Tomatin Cu Bocan - 46%

In my last review, I mentioned that my good mate Yan dropped off a wee selection of samples to whet my appetite. I thought the Talisker Dark Storm was a tasty and easily enjoyable dram. But the next sample he threw my way, I'd heard mixed things about.
    Tomatin's Cu Bocan is a lightly peated single malt. It carries no age statement, is non-chill filtered, and has spent its short life in ex-bourbon, ex-sherry and virgin oak casks. Some reviews I've read say it's not quite there and Tomatin should stick to their rather fabulous standard range. Well, I'm all for malts mixing it up and I'm always eager to try different flavours. So I poured a healthy amount of the golden liquid into a polished Glencairn, eager to see what those crazy cats at Tomatin have been up to.
    Now I love my peated malts - I have three heavy peat monsters currently open - but I'm also partial to a drop or two of peated Highland malts. They obviously have a completely different character to the Islay bruisers and I like the interplay between light fruit and dark peat. The best one to get, if you're asking, is the amazing AnCnoc Rutter. It's an incredible dram and well worth the asking price. But I digress, this is about Tomatin's Cu Bocan, so here we go.
    There's a load of complex citrus notes when this dram has been left to settle for 10 minutes. I get a lot of grapefruit, lemon, lime and orange. The peat is definitely there, but rather than dominate, it adds a dark character to the Cu Bochan. There's definitely a hint of sherry, along with white pepper, caramel, coffee, mint and pickled ginger. I also get smoked paprika, a slight nuttiness and dark barley. A dribble of water brings out vanilla Edinburgh rock, a little Sugar Puff sweetness, paper and something akin to a bag of liquorice all-sorts.

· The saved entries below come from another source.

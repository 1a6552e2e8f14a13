use std::collections::BTreeMap;
use std::io::{Cursor, Write};

use vault_crypto::SigningKey;
use vault_types::Version;
use zip::write::SimpleFileOptions;

use crate::error::{ArchiveError, ArchiveResult};
use crate::manifest::{CONTRACT_CLASSES_ATTRIBUTE, CONTRACT_VERSION_ATTRIBUTE, MANIFEST_PATH};
use crate::signing::SignatureBlock;

/// Assembles archives, optionally with a manifest and signature blocks.
///
/// Entries are written in insertion order. Each signer signs every content
/// entry unless restricted with [`sign_entries_with`](Self::sign_entries_with).
#[derive(Default)]
pub struct ArchiveBuilder {
    manifest: Vec<(String, String)>,
    entries: Vec<(String, Vec<u8>)>,
    signers: Vec<(SigningKey, Option<Vec<String>>)>,
}

impl ArchiveBuilder {
    pub fn new() -> Self {
        Self::default()
    }

    /// Add a main-section manifest attribute.
    pub fn attribute(mut self, name: impl Into<String>, value: impl Into<String>) -> Self {
        self.manifest.push((name.into(), value.into()));
        self
    }

    /// Declare the contract class names this archive implements.
    pub fn contracts<I, S>(self, names: I) -> Self
    where
        I: IntoIterator<Item = S>,
        S: AsRef<str>,
    {
        let joined = names
            .into_iter()
            .map(|s| s.as_ref().to_string())
            .collect::<Vec<_>>()
            .join(",");
        self.attribute(CONTRACT_CLASSES_ATTRIBUTE, joined)
    }

    pub fn version(self, version: Version) -> Self {
        self.attribute(CONTRACT_VERSION_ATTRIBUTE, version.to_string())
    }

    pub fn entry(mut self, name: impl Into<String>, data: Vec<u8>) -> Self {
        self.entries.push((name.into(), data));
        self
    }

    /// Sign every content entry with `key`.
    pub fn sign_with(mut self, key: SigningKey) -> Self {
        self.signers.push((key, None));
        self
    }

    /// Sign only the named entries with `key`.
    pub fn sign_entries_with(mut self, key: SigningKey, names: &[&str]) -> Self {
        let names = names.iter().map(|s| s.to_string()).collect();
        self.signers.push((key, Some(names)));
        self
    }

    pub fn build(self) -> ArchiveResult<Vec<u8>> {
        let mut writer = zip::ZipWriter::new(Cursor::new(Vec::new()));
        let options =
            SimpleFileOptions::default().compression_method(zip::CompressionMethod::Stored);
        let zip_err = |e: zip::result::ZipError| ArchiveError::Serialization(e.to_string());
        let io_err = |e: std::io::Error| ArchiveError::Serialization(e.to_string());

        if !self.manifest.is_empty() {
            let mut text = String::from("Manifest-Version: 1.0\r\n");
            for (name, value) in &self.manifest {
                text.push_str(&format!("{name}: {value}\r\n"));
            }
            text.push_str("\r\n");
            writer.start_file(MANIFEST_PATH, options).map_err(zip_err)?;
            writer.write_all(text.as_bytes()).map_err(io_err)?;
        }

        for (name, data) in &self.entries {
            writer.start_file(name.as_str(), options).map_err(zip_err)?;
            writer.write_all(data).map_err(io_err)?;
        }

        for (index, (key, only)) in self.signers.iter().enumerate() {
            let digests: BTreeMap<String, [u8; 32]> = self
                .entries
                .iter()
                .filter(|(name, _)| only.as_ref().map_or(true, |o| o.contains(name)))
                .map(|(name, data)| (name.clone(), vault_crypto::AttachmentHasher::raw_blake3(data)))
                .collect();
            let block = SignatureBlock::sign(key, &digests)?;
            let json = serde_json::to_vec_pretty(&block)
                .map_err(|e| ArchiveError::Serialization(e.to_string()))?;
            writer
                .start_file(format!("META-INF/SIGNER{index}.ED25519"), options)
                .map_err(zip_err)?;
            writer.write_all(&json).map_err(io_err)?;
        }

        let cursor = writer.finish().map_err(zip_err)?;
        Ok(cursor.into_inner())
    }
}

impl std::fmt::Debug for ArchiveBuilder {
    fn fmt(&self, f: &mut std::fmt::Formatter<'_>) -> std::fmt::Result {
        f.debug_struct("ArchiveBuilder")
            .field("entries", &self.entries.len())
            .field("signers", &self.signers.len())
            .finish()
    }
}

    The taste is fresh - young - with more citrus. This time it's the rind rather than the juice and it's followed by cinnamon, hard boiled barley sugars, spicy peppercorns - but the peat seems to have completely disappeared. With a wee dollop of water, the whole dram becomes sweeter.
    The finish is perhaps the most disappointing thing about the Cu Bocan. I find it is here where the whisky's youthfulness makes itself apparent. That said, I also get fresh fruit, liquorice, espresso and chocolate caramel. To get there, though, I really had to dig down and spend a lot of time with it. The water is the key here, as with it, the finish produces a lovely malted chocolate milkshake note, although the young spirit note never quite goes away.
    Would definitely like to investigate the Cu Bocan further, but I think a little longer in the cask would have worked wonders.